Greek Roma are also warning that during the last year, several such police interventions have ended in serious injury, Agence-France Presse (AFP) reports. According to police, more than 11,000 people have protested in Athens, Thessaloniki, and other Greek cities.

The BBC and The Guardian reported that protesters have been chanting “Stop this murderous policy!” The unrest broke out after people heard that an officer had fired his gun twice at the 16-year-old Romani boy, wounding him seriously; police were chasing him after he drove away from a gas station in Thessaloniki, allegedly without paying the EUR 20 bill.

According to CCTV footage, the police officers were sitting at the gas station when the Romani teenager allegedly drove off without paying. The officers began pursuing him by motorcycle.

“I fired once into the air and once at the vehicle. The lives of my colleagues were in danger,” a 34-year-old officer involved in the incident said.

On Tuesday, the officer defended himself in court for having used his firearm, allegedly to save his colleagues’ lives. He said that the Romani teenager had attempted to use his car to bring down the motorcycle police.

Parents of the boy say their son is “between life and death”. Doctors removed the bullet from his head.

Immediately after the shooting, about 100 Romani men set up barricades and set garbage cans on fire in front of the hospital where the boy was being treated, and 1,500 demonstrators clashed with police on the streets of Thessaloniki. The protests continued on Tuesday and were attended by the father of the Romani boy who had been shot.

“What, he didn’t pay? Did they have to kill him for that?” the father is quoted by Greek media as saying, adding that if the boy had made a mistake, the police should have arrested him at home.

On social media, video footage has begun to go viral showing police officers intervening against the father of the boy as well. The incident is not the first of its kind in Greece.

Last year an 18-year old Romani man, Nikos Sampanis, was fatally shot by police during a car chase near Athens, and on 6 December 2008 a 15-year-old boy was shot by a police patrol at night in the capital. According to the chair of the Greek Confederation of Roma, Vasilis Pantzos, members of that minority face a racist approach from the state authorities and police brutality in the country.

“This is a tragic incident, the fourth such incident in our community during the past year,” Pantzos told AFP. According to him, Romani people and other vulnerable groups facing hate and prejudice are the most likely to be subjected to police brutality.

The association chair is pointing out that most Romani people in Greece live in poverty and social exclusion.

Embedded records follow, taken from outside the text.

use std::fmt::Write;

use crate::types::{DigestSummary, NotificationEvent};

/// Renders one chat message for a group of events from the same subscription
pub fn availability_message(events: &[NotificationEvent]) -> String {
    let mut sorted: Vec<&NotificationEvent> = events.iter().collect();
    sorted.sort_by(|a, b| a.day.cmp(&b.day).then_with(|| a.site_name.cmp(&b.site_name)));

    let mut text = match sorted.first() {
        Some(first) => format!(
            "🏕️ New availability at {} campground {}\n",
            first.provider, first.campground_id
        ),
        None => return String::new(),
    };

    for event in sorted {
        let _ = writeln!(
            text,
            "• Site {} on {}: {}",
            event.site_name,
            event.day.format("%a %Y-%m-%d"),
            event.booking_url
        );
    }

    text
}

/// Renders the digest posted to the shared channel
pub fn digest_message(summary: &DigestSummary) -> String {
    let mut text = format!(
        "📊 Campsite digest {} to {}\n",
        summary.since.format("%Y-%m-%d %H:%M UTC"),
        summary.until.format("%Y-%m-%d %H:%M UTC")
    );
    let _ = writeln!(text, "Notifications sent: {}", summary.notifications_sent);
    let _ = writeln!(text, "Users notified: {}", summary.users_notified);
    let _ = writeln!(text, "Active subscriptions: {}", summary.active_subscriptions);

    if summary.top_campgrounds.is_empty() {
        text.push_str("No campgrounds opened up in this window.\n");
    } else {
        text.push_str("Busiest campgrounds:\n");
        for (rank, activity) in summary.top_campgrounds.iter().enumerate() {
            let _ = writeln!(
                text,
                "{}. {} {} ({} notifications)",
                rank + 1,
                activity.provider,
                activity.campground_id,
                activity.notifications
            );
        }
    }

    text
}

#[cfg(test)]
mod tests {
    use super::*;
    use crate::types::CampgroundActivity;
    use chrono::{NaiveDate, TimeZone, Utc};
    use uuid::Uuid;

    fn event(site: &str, day: &str) -> NotificationEvent {
        NotificationEvent {
            subscription_id: Uuid::nil(),
            user_id: "U123".to_string(),
            provider: "recreationdotgov".to_string(),
            campground_id: "232447".to_string(),
            site_id: format!("id-{}", site),
            site_name: site.to_string(),
            day: NaiveDate::parse_from_str(day, "%Y-%m-%d").unwrap(),
            booking_url: format!("https://www.recreation.gov/camping/campsites/id-{}", site),
        }
    }

    #[test]
    fn test_availability_message_lists_each_night_in_order() {
        let text = availability_message(&[
            event("C37", "2025-08-18"),
            event("C36", "2025-08-17"),
        ]);

        assert!(text.starts_with("🏕️ New availability at recreationdotgov campground 232447"));
        let c36 = text.find("Site C36 on Sun 2025-08-17").unwrap();
        let c37 = text.find("Site C37 on Mon 2025-08-18").unwrap();
        assert!(c36 < c37);
    }

    #[test]
    fn test_empty_group_renders_nothing() {
        assert!(availability_message(&[]).is_empty());
    }

    #[test]
    fn test_digest_message_ranks_campgrounds() {
        let summary = DigestSummary {
            since: Utc.with_ymd_and_hms(2025, 8, 16, 0, 0, 0).unwrap(),
            until: Utc.with_ymd_and_hms(2025, 8, 17, 0, 0, 0).unwrap(),
            notifications_sent: 12,
            users_notified: 3,
            active_subscriptions: 40,
            top_campgrounds: vec![
                CampgroundActivity {
                    provider: "recreationdotgov".to_string(),
                    campground_id: "232447".to_string(),
                    notifications: 9,
                },
                CampgroundActivity {
                    provider: "reservecalifornia".to_string(),
                    campground_id: "674".to_string(),
                    notifications: 3,
                },
            ],
        };

        let text = digest_message(&summary);
        assert!(text.contains("Notifications sent: 12"));
        assert!(text.contains("Users notified: 3"));
        assert!(text.contains("1. recreationdotgov 232447 (9 notifications)"));
        assert!(text.contains("2. reservecalifornia 674 (3 notifications)"));
    }
}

According to the most recent report from the European Union’s Fundamental Rights Agency (FRA) on Romani people in selected EU Member States, more than 90 % of Romani people in Greece are at risk of poverty.

More than 40 % of Romani respondents to the FRA survey reported having experienced ill-treatment during the past year because of their ethnicity. The police are trusted by roughly half of Romani people, significantly less than the rest of the Greek population; between 170,000 – 300,000 Romani people are estimated to live in Greece.